Each pattern has both *fixedbits* and *fixedmask*, the combination of which
describes the condition under which the pattern is matched::
(insn & fixedmask) == fixedbits
Each pattern may have *fields*, which are extracted from the insn and
passed along to the translator. Examples of such are registers,
immediates, and sub-opcodes.
In support of patterns, one may declare *fields*, *argument sets*, and
*formats*, each of which may be re-used to simplify further definitions.
Fields
======
Syntax::
field_def := '%' identifier ( field )* ( !function=identifier )?
field := unnamed_field | named_field
unnamed_field := number ':' ( 's' ) number
named_field := identifier ':' ( 's' ) number
For *unnamed_field*, the first number is the least-significant bit position
of the field and the second number is the length of the field. If the 's' is
present, the field is considered signed.
A *named_field* refers to some other field in the instruction pattern
or format. Regardless of the length of the other field where it is
defined, it will be inserted into this field with the specified
signedness and bit width.
Field definitions that involve loops (i.e. where a field is defined
directly or indirectly in terms of itself) are errors.

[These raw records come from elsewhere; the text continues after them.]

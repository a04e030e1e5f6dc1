//! Identity and drift-detection digests.

use serde::{de, Deserialize, Deserializer, Serialize, Serializer};
use std::fmt;
use std::str::FromStr;

use crate::HashParseError;

/// Identity digest of a buffer's exact byte contents.
///
/// BLAKE3 over the raw bytes, displayed as lowercase hex. Used as the
/// "state" a client refers back to and as a component of the file-state
/// cache key. Not an integrity guarantee.
#[derive(Clone, Copy, PartialEq, Eq, Hash, PartialOrd, Ord)]
pub struct ContentHash([u8; 32]);

impl ContentHash {
    /// Hash the given bytes.
    pub fn of(bytes: &[u8]) -> Self {
        Self(*blake3::hash(bytes).as_bytes())
    }

    /// Create a ContentHash from raw digest bytes.
    pub fn from_bytes(bytes: &[u8]) -> Option<Self> {
        if bytes.len() == 32 {
            let mut arr = [0u8; 32];
            arr.copy_from_slice(bytes);
            Some(Self(arr))
        } else {
            None
        }
    }

    /// Get the raw digest bytes.
    pub fn as_bytes(&self) -> &[u8; 32] {
        &self.0
    }

    /// Lowercase hex encoding of the digest.
    pub fn to_hex(&self) -> String {
        hex::encode(self.0)
    }
}

impl fmt::Display for ContentHash {
    fn fmt(&self, f: &mut fmt::Formatter<'_>) -> fmt::Result {
        write!(f, "{}", self.to_hex())
    }
}

impl fmt::Debug for ContentHash {
    fn fmt(&self, f: &mut fmt::Formatter<'_>) -> fmt::Result {
        write!(f, "ContentHash({})", &self.to_hex()[..8])
    }
}

impl FromStr for ContentHash {
    type Err = HashParseError;

    fn from_str(s: &str) -> Result<Self, Self::Err> {
        let bytes = hex::decode(s).map_err(|e| HashParseError::InvalidHex(e.to_string()))?;
        Self::from_bytes(&bytes).ok_or(HashParseError::InvalidLength(bytes.len()))
    }
}

impl Serialize for ContentHash {
    fn serialize<S: Serializer>(&self, serializer: S) -> Result<S::Ok, S::Error> {
        serializer.serialize_str(&self.to_hex())
    }
}

impl<'de> Deserialize<'de> for ContentHash {
    fn deserialize<D: Deserializer<'de>>(deserializer: D) -> Result<Self, D::Error> {
        let s = String::deserialize(deserializer)?;
        s.parse().map_err(de::Error::custom)
    }
}

/// Fast 64-bit checksum used only to detect transmission drift.
///
/// XXH3-64 over the raw bytes. Never used for identity.
#[derive(Debug, Clone, Copy, PartialEq, Eq, Hash, Default, Serialize, Deserialize)]
#[serde(transparent)]
pub struct Checksum(u64);

impl Checksum {
    /// Checksum the given bytes.
    pub fn of(bytes: &[u8]) -> Self {
        Self(xxhash_rust::xxh3::xxh3_64(bytes))
    }

    /// Create a checksum from a raw value (e.g. one declared by a sender).
    pub const fn new(value: u64) -> Self {
        Self(value)
    }

    /// Get the raw value.
    pub const fn value(&self) -> u64 {
        self.0
    }
}

impl fmt::Display for Checksum {
    fn fmt(&self, f: &mut fmt::Formatter<'_>) -> fmt::Result {
        write!(f, "{:016x}", self.0)
    }
}

#[cfg(test)]
mod tests {
    use super::*;

    #[test]
    fn content_hash_is_deterministic() {
        assert_eq!(ContentHash::of(b"d"), ContentHash::of(b"d"));
        assert_ne!(ContentHash::of(b"d"), ContentHash::of(b"dd"));
    }

    #[test]
    fn content_hash_of_empty_is_defined() {
        let empty = ContentHash::of(b"");
        assert_eq!(empty.to_hex().len(), 64);
    }

    #[test]
    fn content_hash_hex_roundtrip() {
        let hash = ContentHash::of(b"print('hello')");
        let parsed: ContentHash = hash.to_hex().parse().unwrap();
        assert_eq!(hash, parsed);
    }

    #[test]
    fn content_hash_rejects_bad_hex() {
        assert!(matches!(
            "zz".parse::<ContentHash>(),
            Err(HashParseError::InvalidHex(_))
        ));
        assert_eq!(
            "abcd".parse::<ContentHash>(),
            Err(HashParseError::InvalidLength(2))
        );
    }

    #[test]
    fn content_hash_serializes_as_hex_string() {
        let hash = ContentHash::of(b"x");
        let json = serde_json::to_string(&hash).unwrap();
        assert_eq!(json, format!("\"{}\"", hash.to_hex()));

        let back: ContentHash = serde_json::from_str(&json).unwrap();
        assert_eq!(back, hash);
    }

    #[test]
    fn checksum_matches_xxh3() {
        let text = b"import json";
        assert_eq!(
            Checksum::of(text).value(),
            xxhash_rust::xxh3::xxh3_64(text)
        );
    }

    #[test]
    fn checksum_is_transparent_in_json() {
        let checksum = Checksum::new(42);
        assert_eq!(serde_json::to_string(&checksum).unwrap(), "42");
    }
}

A format can include fields that refer to named fields that are
defined in the instruction pattern(s) that use the format.

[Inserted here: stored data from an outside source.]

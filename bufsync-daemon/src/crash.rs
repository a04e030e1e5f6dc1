//! Crash reporting for recovered panics.

use std::any::Any;

/// Receives panics recovered while handling events.
///
/// The daemon keeps running after a report; implementations forward the
/// report to whatever crash telemetry the host process uses.
pub trait CrashReporter: Send + Sync {
    /// Report a recovered panic. `context` names the step that panicked.
    fn report(&self, context: &str, message: &str);
}

/// Logs recovered panics at `error` level.
#[derive(Debug, Default, Clone, Copy)]
pub struct TracingCrashReporter;

impl CrashReporter for TracingCrashReporter {
    fn report(&self, context: &str, message: &str) {
        tracing::error!("Recovered panic in {}: {}", context, message);
    }
}

/// Best-effort text of a panic payload.
pub fn panic_message(payload: &(dyn Any + Send)) -> String {
    if let Some(s) = payload.downcast_ref::<&str>() {
        (*s).to_string()
    } else if let Some(s) = payload.downcast_ref::<String>() {
        s.clone()
    } else {
        "non-string panic payload".to_string()
    }
}

#[cfg(test)]
mod tests {
    use super::*;

    #[test]
    fn extracts_string_payloads() {
        let payload = std::panic::catch_unwind(|| panic!("static")).unwrap_err();
        assert_eq!(panic_message(payload.as_ref()), "static");

        let payload = std::panic::catch_unwind(|| panic!("formatted {}", 42)).unwrap_err();
        assert_eq!(panic_message(payload.as_ref()), "formatted 42");

        let payload = std::panic::catch_unwind(|| std::panic::panic_any(7u8)).unwrap_err();
        assert_eq!(panic_message(payload.as_ref()), "non-string panic payload");
    }
}
//! Editor events, normalized events and diffs.

use serde::{Deserialize, Serialize};
use std::fmt;

use crate::{Checksum, ContentHash, OffsetEncoding};

/// What the editor says happened.
#[derive(Debug, Clone, Copy, PartialEq, Eq, Hash, Default, Serialize, Deserialize)]
#[serde(rename_all = "snake_case")]
pub enum Action {
    /// Buffer contents changed.
    #[default]
    Edit,
    /// Buffer gained focus; forces a full-text resync.
    Focus,
    /// Only the selection/cursor moved.
    Selection,
    /// The plugin asks the daemon to ignore this event.
    Skip,
    /// Buffer lost focus; nothing to synchronize.
    LostFocus,
    /// An editor command was run on the buffer.
    Command,
}

impl Action {
    /// Wire name of the action.
    pub fn as_str(&self) -> &'static str {
        match self {
            Self::Edit => "edit",
            Self::Focus => "focus",
            Self::Selection => "selection",
            Self::Skip => "skip",
            Self::LostFocus => "lost_focus",
            Self::Command => "command",
        }
    }
}

impl fmt::Display for Action {
    fn fmt(&self, f: &mut fmt::Formatter<'_>) -> fmt::Result {
        f.write_str(self.as_str())
    }
}

/// A selection as reported by an editor, in the editor's own offset units.
#[derive(Debug, Clone, Copy, PartialEq, Eq, Hash, Serialize, Deserialize)]
pub struct Selection {
    /// Start offset.
    pub start: i64,
    /// End offset.
    pub end: i64,
    /// Units `start` and `end` are expressed in.
    #[serde(default)]
    pub encoding: OffsetEncoding,
}

impl Selection {
    /// A collapsed selection (cursor) in UTF-8 bytes.
    pub fn cursor(offset: i64) -> Self {
        Self {
            start: offset,
            end: offset,
            encoding: OffsetEncoding::Utf8,
        }
    }
}

/// A raw notification from an editor plugin. Untrusted.
#[derive(Debug, Clone, Default, PartialEq, Eq, Serialize, Deserialize)]
pub struct EditorEvent {
    /// Which editor/plugin sent the event (e.g. "atom", "vscode").
    #[serde(default)]
    pub source: String,
    /// What happened.
    #[serde(default)]
    pub action: Action,
    /// Native path of the file; empty for unsaved buffers.
    #[serde(default)]
    pub filename: String,
    /// Full buffer contents.
    #[serde(default)]
    pub text: String,
    /// Current selections.
    #[serde(default)]
    pub selections: Vec<Selection>,
    /// When the event was produced, in nanoseconds since the Unix epoch (0 = unknown).
    #[serde(default)]
    pub timestamp: i64,
    /// Editor version string.
    #[serde(default)]
    pub editor_version: String,
    /// Plugin version string.
    #[serde(default)]
    pub plugin_version: String,
}

/// Kind of a [`Diff`].
#[derive(Debug, Clone, Copy, PartialEq, Eq, Hash, Serialize, Deserialize)]
#[serde(rename_all = "lowercase")]
pub enum DiffType {
    /// Insert `text` at `offset`.
    Insert,
    /// Delete `text` (which must be present) at `offset`.
    Delete,
}

/// One operation of an edit script.
///
/// `offset` is a byte position in the buffer as it stands when this diff is
/// applied, i.e. after every earlier diff of the same script. Scripts are in
/// document order. `text` is raw bytes: a diff boundary may split a
/// multi-byte UTF-8 sequence.
#[derive(Debug, Clone, PartialEq, Eq, Hash, Serialize, Deserialize)]
pub struct Diff {
    /// Insert or delete.
    #[serde(rename = "type")]
    pub kind: DiffType,
    /// Byte offset.
    pub offset: usize,
    /// Bytes inserted or deleted.
    pub text: Vec<u8>,
}

impl Diff {
    /// An insertion.
    pub fn insert(offset: usize, text: impl Into<Vec<u8>>) -> Self {
        Self {
            kind: DiffType::Insert,
            offset,
            text: text.into(),
        }
    }

    /// A deletion.
    pub fn delete(offset: usize, text: impl Into<Vec<u8>>) -> Self {
        Self {
            kind: DiffType::Delete,
            offset,
            text: text.into(),
        }
    }

    /// Number of bytes this diff touches.
    pub fn len(&self) -> usize {
        self.text.len()
    }

    /// True if the diff carries no bytes.
    pub fn is_empty(&self) -> bool {
        self.text.is_empty()
    }
}

/// A selection in UTF-8 byte offsets.
#[derive(Debug, Clone, Copy, PartialEq, Eq, Hash, PartialOrd, Ord, Serialize, Deserialize)]
pub struct ByteSelection {
    /// Start byte offset.
    pub start: usize,
    /// End byte offset.
    pub end: usize,
}

impl ByteSelection {
    /// Create a selection.
    pub fn new(start: usize, end: usize) -> Self {
        Self { start, end }
    }

    /// True when the selection is collapsed to a cursor.
    pub fn is_cursor(&self) -> bool {
        self.start == self.end
    }
}

/// A normalized, diff-based event.
///
/// Produced by the event processor, consumed by the file-state cache.
#[derive(Debug, Clone, PartialEq, Eq, Serialize, Deserialize)]
pub struct Event {
    /// Normalized action (edit, focus or selection).
    pub action: Action,
    /// Editor/plugin that produced the event.
    pub source: String,
    /// Canonical filename.
    pub filename: String,
    /// Full text, if carried. `Some("")` is an empty buffer.
    pub text: Option<String>,
    /// Identity hash of the full text after this event.
    pub text_hash: ContentHash,
    /// Drift checksum of the full text after this event.
    pub text_checksum: Checksum,
    /// Edit script from the reference state to this event's text.
    #[serde(default)]
    pub diffs: Vec<Diff>,
    /// Selections in byte offsets.
    #[serde(default)]
    pub selections: Vec<ByteSelection>,
    /// Hash of the buffer the diffs' offsets are relative to.
    #[serde(default)]
    pub reference_state: Option<ContentHash>,
    /// Nanoseconds since the Unix epoch (0 = unknown).
    #[serde(default)]
    pub timestamp: i64,
    /// Editor version string.
    #[serde(default)]
    pub editor_version: String,
    /// Plugin version string.
    #[serde(default)]
    pub plugin_version: String,
}

impl Event {
    /// Cursor position: the last collapsed selection, if any.
    pub fn cursor(&self) -> Option<usize> {
        self.selections
            .iter()
            .rev()
            .find(|s| s.is_cursor())
            .map(|s| s.start)
    }

    /// Whether the event carries full text.
    pub fn has_text(&self) -> bool {
        self.text.is_some()
    }

    /// Drop the full text of an incremental event, leaving only the
    /// reference state and diffs.
    ///
    /// No-op for events without a reference state: those must carry text.
    pub fn elide_text(&mut self) {
        if self.reference_state.is_some() {
            self.text = None;
        }
    }
}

Conversely, an instruction pattern can include fields that refer to
named fields that are defined in the format it uses. However you
cannot currently do both at once (i.e. pattern P uses format F; F has
a field A that refers to a named field B that is defined in P, and P
has a field C that refers to a named field D that is defined in F).
If multiple ``fields`` are present, they are concatenated.

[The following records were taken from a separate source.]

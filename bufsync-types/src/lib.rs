//! # bufsync-types
//!
//! Data types for the bufsync buffer-synchronization protocol.
//!
//! This crate provides the vocabulary shared by every bufsync crate:
//! - [`EditorEvent`] - Raw notification as sent by an editor plugin
//! - [`Event`] - Normalized, diff-based event consumed by the file-state cache
//! - [`Diff`] - A single insert/delete operation on a byte buffer
//! - [`ContentHash`], [`Checksum`] - Identity digest and drift checksum
//! - [`OffsetEncoding`] - Selection offset units (UTF-8/16/32)
//! - [`EventResponse`] - What the daemon tells the editor after an event

#![warn(missing_docs)]
#![warn(clippy::all)]

mod encoding;
mod error;
mod event;
mod ids;
mod response;

pub use encoding::OffsetEncoding;
pub use error::{HashParseError, OffsetError};
pub use event::{Action, ByteSelection, Diff, DiffType, EditorEvent, Event, Selection};
pub use ids::{Checksum, ContentHash};
pub use response::EventResponse;
//! Error types for bufsync-types.

use thiserror::Error;

use crate::OffsetEncoding;

/// Errors converting an editor selection offset into a byte offset.
#[derive(Debug, Clone, PartialEq, Eq, Error)]
pub enum OffsetError {
    /// Offsets are never negative.
    #[error("negative offset: {offset}")]
    Negative {
        /// The offending offset.
        offset: i64,
    },

    /// Offset points past the end of the text.
    #[error("offset {offset} out of bounds (text length: {len} units)")]
    OutOfBounds {
        /// The offending offset.
        offset: i64,
        /// Text length in the offset's encoding units.
        len: usize,
    },

    /// Offset points inside a code point (UTF-8) or a surrogate pair (UTF-16).
    #[error("offset {offset} is not aligned to a {encoding} code point boundary")]
    Misaligned {
        /// The offending offset.
        offset: i64,
        /// Encoding the offset was declared in.
        encoding: OffsetEncoding,
    },
}

/// Error parsing a hex-encoded [`ContentHash`](crate::ContentHash).
#[derive(Debug, Clone, PartialEq, Eq, Error)]
pub enum HashParseError {
    /// Not valid hexadecimal.
    #[error("invalid hex: {0}")]
    InvalidHex(String),

    /// Decoded to the wrong number of bytes.
    #[error("invalid hash length: expected 32 bytes, got {0}")]
    InvalidLength(usize),
}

In this way one can define disjoint fields.
If ``!function`` is specified, the concatenated result is passed through the
named function, taking and returning an integral value.
One may use ``!function`` with zero ``fields``. This case is called
a *parameter*, and the named function is only passed the ``DisasContext``
and returns an integral value extracted from there.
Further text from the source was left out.